Pengertian ini tidak salah kalau kita tinjau dari sudut istilah bahasa Indonesia.
Akan tetapi, mungkin sudah waktunya kita memahami dan mendalami dengan lebih mendalam dan lebih spesifik lagi.
Sehingga kita dapat merenungi secara seksama arti kata ulil albab.
Sehingga setiap kita membaca ayat suci Al-Qur’an akan menjadi lebih menghayati lagi makna yang terkandung di dalam hati kita.Mari kita lihat beberapa surat di dalam Alqur’an yang mengandung kata Ulil Albab.

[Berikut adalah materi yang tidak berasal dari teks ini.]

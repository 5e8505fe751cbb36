//! The floor will be lava: light beams bouncing through mirrors and
//! splitters.

use rayon::prelude::*;

use advent_solver::{AutoRegister, ParseError, PartSolver, PuzzleParser, PuzzleSolver, SolveError};

use crate::utils::grid::{Direction, Grid, Pos};

#[derive(PuzzleSolver, AutoRegister)]
#[solver(parts = 2)]
#[puzzle(year = 2023, day = 16, tags = ["2023", "grid"])]
pub struct Solver;

/// Directions a beam travelling in `dir` leaves `tile` in, with how many of
/// the two slots are used.
fn deflect(tile: u8, dir: Direction) -> ([Direction; 2], usize) {
    use Direction::*;
    match (tile, dir) {
        (b'/', North) => ([East, East], 1),
        (b'/', East) => ([North, North], 1),
        (b'/', South) => ([West, West], 1),
        (b'/', West) => ([South, South], 1),
        (b'\\', North) => ([West, West], 1),
        (b'\\', West) => ([North, North], 1),
        (b'\\', South) => ([East, East], 1),
        (b'\\', East) => ([South, South], 1),
        (b'|', East | West) => ([North, South], 2),
        (b'-', North | South) => ([East, West], 2),
        _ => ([dir, dir], 1),
    }
}

/// Number of tiles a beam entering at `start` heading `dir` passes through.
fn energized(grid: &Grid<u8>, start: Pos, dir: Direction) -> usize {
    // bit `d.index()` set once a beam went through heading `d`
    let mut seen = Grid::filled(grid.width(), grid.height(), 0u8);
    let mut beams = vec![(start, dir)];

    while let Some((pos, dir)) = beams.pop() {
        let Some(&tile) = grid.get(pos) else {
            continue;
        };
        let mask = 1u8 << dir.index();
        if seen[pos] & mask != 0 {
            continue;
        }
        seen[pos] |= mask;

        let (outs, count) = deflect(tile, dir);
        beams.extend(outs[..count].iter().map(|&d| (pos.step(d), d)));
    }

    seen.iter().filter(|&(_, &m)| m != 0).count()
}

impl PuzzleParser for Solver {
    type Input<'a> = Grid<u8>;

    fn parse(input: &str) -> Result<Self::Input<'_>, ParseError> {
        Grid::parse_with(input, |b| b"./\\|-".contains(&b).then_some(b))
    }
}

impl PartSolver<1> for Solver {
    fn solve(input: &mut Self::Input<'_>) -> Result<String, SolveError> {
        Ok(energized(input, Pos::new(0, 0), Direction::East).to_string())
    }
}

impl PartSolver<2> for Solver {
    fn solve(input: &mut Self::Input<'_>) -> Result<String, SolveError> {
        let (h, w) = (input.height() as i64, input.width() as i64);
        let entries: Vec<(Pos, Direction)> = (0..h)
            .flat_map(|r| {
                [
                    (Pos::new(r, 0), Direction::East),
                    (Pos::new(r, w - 1), Direction::West),
                ]
            })
            .chain((0..w).flat_map(|c| {
                [
                    (Pos::new(0, c), Direction::South),
                    (Pos::new(h - 1, c), Direction::North),
                ]
            }))
            .collect();

        let grid = &*input;
        let best = entries
            .par_iter()
            .map(|&(pos, dir)| energized(grid, pos, dir))
            .max()
            .unwrap_or(0);
        Ok(best.to_string())
    }
}

#[cfg(test)]
mod tests {
    use super::*;
    use crate::utils::testing::solve;

    const EXAMPLE: &str = r".|...\....
|.-.\.....
.....|-...
........|.
..........
.........\
..../.\\..
.-.-/..|..
.|....-|.\
..//.|....
";

    #[test]
    fn test_part1_example() {
        assert_eq!(solve::<Solver>(EXAMPLE, 1), "46");
    }

    #[test]
    fn test_part2_example() {
        assert_eq!(solve::<Solver>(EXAMPLE, 2), "51");
    }

    #[test]
    fn test_splitter_loops_terminate() {
        let grid = Solver::parse("-|\n|-").unwrap();
        assert_eq!(energized(&grid, Pos::new(0, 0), Direction::East), 4);
    }
}
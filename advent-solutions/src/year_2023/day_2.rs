//! Cube conundrum: games of colored cubes drawn from a bag.

use advent_solver::{AutoRegister, ParseError, PartSolver, PuzzleParser, PuzzleSolver, SolveError};
use anyhow::{Context, bail};

use crate::utils::parsing::{parse_lines, split_pair};

#[derive(PuzzleSolver, AutoRegister)]
#[solver(parts = 2)]
#[puzzle(year = 2023, day = 2, tags = ["2023", "parsing"])]
pub struct Solver;

#[derive(Debug, Default, Clone, Copy, PartialEq, Eq)]
pub struct Cubes {
    red: u32,
    green: u32,
    blue: u32,
}

impl Cubes {
    fn max(self, other: Cubes) -> Cubes {
        Cubes {
            red: self.red.max(other.red),
            green: self.green.max(other.green),
            blue: self.blue.max(other.blue),
        }
    }

    fn fits_in(self, bag: Cubes) -> bool {
        self.red <= bag.red && self.green <= bag.green && self.blue <= bag.blue
    }

    fn power(self) -> u32 {
        self.red * self.green * self.blue
    }
}

#[derive(Debug)]
pub struct Game {
    id: u32,
    grabs: Vec<Cubes>,
}

impl Game {
    /// Fewest cubes of each color that make every grab possible
    fn minimum_set(&self) -> Cubes {
        self.grabs.iter().copied().fold(Cubes::default(), Cubes::max)
    }
}

const BAG: Cubes = Cubes {
    red: 12,
    green: 13,
    blue: 14,
};

fn parse_grab(text: &str) -> anyhow::Result<Cubes> {
    let mut cubes = Cubes::default();
    for entry in text.split(',') {
        let (count, color) = split_pair(entry.trim(), " ")?;
        let count = count.parse::<u32>().with_context(|| format!("bad count {count:?}"))?;
        match color {
            "red" => cubes.red += count,
            "green" => cubes.green += count,
            "blue" => cubes.blue += count,
            _ => bail!("unknown color {color:?}"),
        }
    }
    Ok(cubes)
}

fn parse_game(line: &str) -> anyhow::Result<Game> {
    let (head, grabs) = split_pair(line, ":")?;
    let id = head
        .strip_prefix("Game ")
        .context("line must start with \"Game \"")?
        .parse::<u32>()
        .context("bad game id")?;
    let grabs: Vec<Cubes> = grabs
        .split(';')
        .map(parse_grab)
        .collect::<anyhow::Result<_>>()?;
    Ok(Game { id, grabs })
}

impl PuzzleParser for Solver {
    type Input<'a> = Vec<Game>;

    fn parse(input: &str) -> Result<Self::Input<'_>, ParseError> {
        parse_lines(input, parse_game)
    }
}

impl PartSolver<1> for Solver {
    fn solve(input: &mut Self::Input<'_>) -> Result<String, SolveError> {
        let sum: u32 = input
            .iter()
            .filter(|g| g.grabs.iter().all(|c| c.fits_in(BAG)))
            .map(|g| g.id)
            .sum();
        Ok(sum.to_string())
    }
}

impl PartSolver<2> for Solver {
    fn solve(input: &mut Self::Input<'_>) -> Result<String, SolveError> {
        let sum: u32 = input.iter().map(|g| g.minimum_set().power()).sum();
        Ok(sum.to_string())
    }
}

#[cfg(test)]
mod tests {
    use super::*;
    use crate::utils::testing::solve;

    const EXAMPLE: &str = "\
Game 1: 3 blue, 4 red; 1 red, 2 green, 6 blue; 2 green
Game 2: 1 blue, 2 green; 3 green, 4 blue, 1 red; 1 green, 1 blue
Game 3: 8 green, 6 blue, 20 red; 5 blue, 4 red, 13 green; 5 green, 1 red
Game 4: 1 green, 3 red, 6 blue; 3 green, 6 red; 3 green, 15 blue, 14 red
Game 5: 6 red, 1 blue, 3 green; 2 blue, 1 red, 2 green
";

    #[test]
    fn test_part1_example() {
        assert_eq!(solve::<Solver>(EXAMPLE, 1), "8");
    }

    #[test]
    fn test_part2_example() {
        assert_eq!(solve::<Solver>(EXAMPLE, 2), "2286");
    }

    #[test]
    fn test_unknown_color_is_parse_error() {
        assert!(Solver::parse("Game 1: 3 purple").is_err());
    }
}
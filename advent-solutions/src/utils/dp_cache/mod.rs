//! Memoization for dynamic programming problems whose values depend on other
//! values in a DAG.
//!
//! A [`DpProblem`] names the dependencies of an index and how to combine their
//! values; [`DpCache`] walks the dependencies on demand and stores every value
//! in a [`Backend`]:
//!
//! - [`VecBackend`]: dense `usize` indices
//! - [`HashMapBackend`]: any `Hash + Eq` index
//!
//! There is no cycle detection. Dependencies that loop back overflow the
//! stack.

mod backend;
mod cache;
mod problem;

pub use backend::{Backend, HashMapBackend, VecBackend};
pub use cache::DpCache;
pub use problem::{ClosureProblem, DpProblem};

#[cfg(test)]
mod tests;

إِنَّفِي خَلْقِالسَّمَاوَاتِوَالأَرْضِوَاخْتِلاَفِاللَّيْلِوَالنَّهَارِلآيَاتٍلِّأُوْلِيالألْبَابِ الَّذِينَيَذْكُرُونَاللّهَقِيَامًا وَقُعُودًاوَعَلَىَجُنُوبِهِمْوَيَتَفَكَّرُونَفِي خَلْقِالسَّمَاوَاتِوَالأَرْضِرَبَّنَامَاخَلَقْتَهَذا بَاطِلاًسُبْحَانَكَفَقِنَاعَذَابَالنَّارِ Sesungguhnya dalam penciptaan langit dan bumi, dan silih bergantinya malam dan siang terdapat tanda-tanda bagi Ulil Albab.
(Yaitu) orang-orang yang mengingat Allah sambil berdiri atau duduk atau dalam keadan berbaring dan mereka memikirkan tentang penciptaan langit dan bumi (seraya berkata):
“Ya Tuhan kami, tiadalah Engkau menciptakan ini dengan sia-sia, Maha Suci Engkau, maka peliharalah kami dari siksa neraka”.
(Ali Imran: 190-191) Dalam kitab-kitab terjemahan Al-Qur’an, kata Ulil Albab seringkali dimaknai dengan
“orang-orang yang berakal atau berpikir”, karena merujuk pada kalimat di dalam Surat Ali Imran ayat 191,
“dan mereka memikirkan tentang penciptaan langit dan bumi”.
Kemudian banyak yang menafsirkan bahwa
“orang-orang yang berpikir”
tersebut adalah para cendekiawan adalah seorang pemikir atau seorang ilmuwan.
Apakah setiap orang yang melakukan aktivitas berpikir seperti mereka otomatis termasuk di dalam golongan Ulil Albab?.
Jawabannya adalah belum tentu, karena Dalam ayat diatas sudah dipaparkan dengan begitu jelas, bahwa definisi dari Ulil Albab adalah meliputi semua yang tertulis seperti berikut
“(yaitu) orang-orang yang mengingat Allah sambil berdiri atau duduk atau dalam keadan berbaring dan mereka memikirkan tentang penciptaan langit dan bumi.”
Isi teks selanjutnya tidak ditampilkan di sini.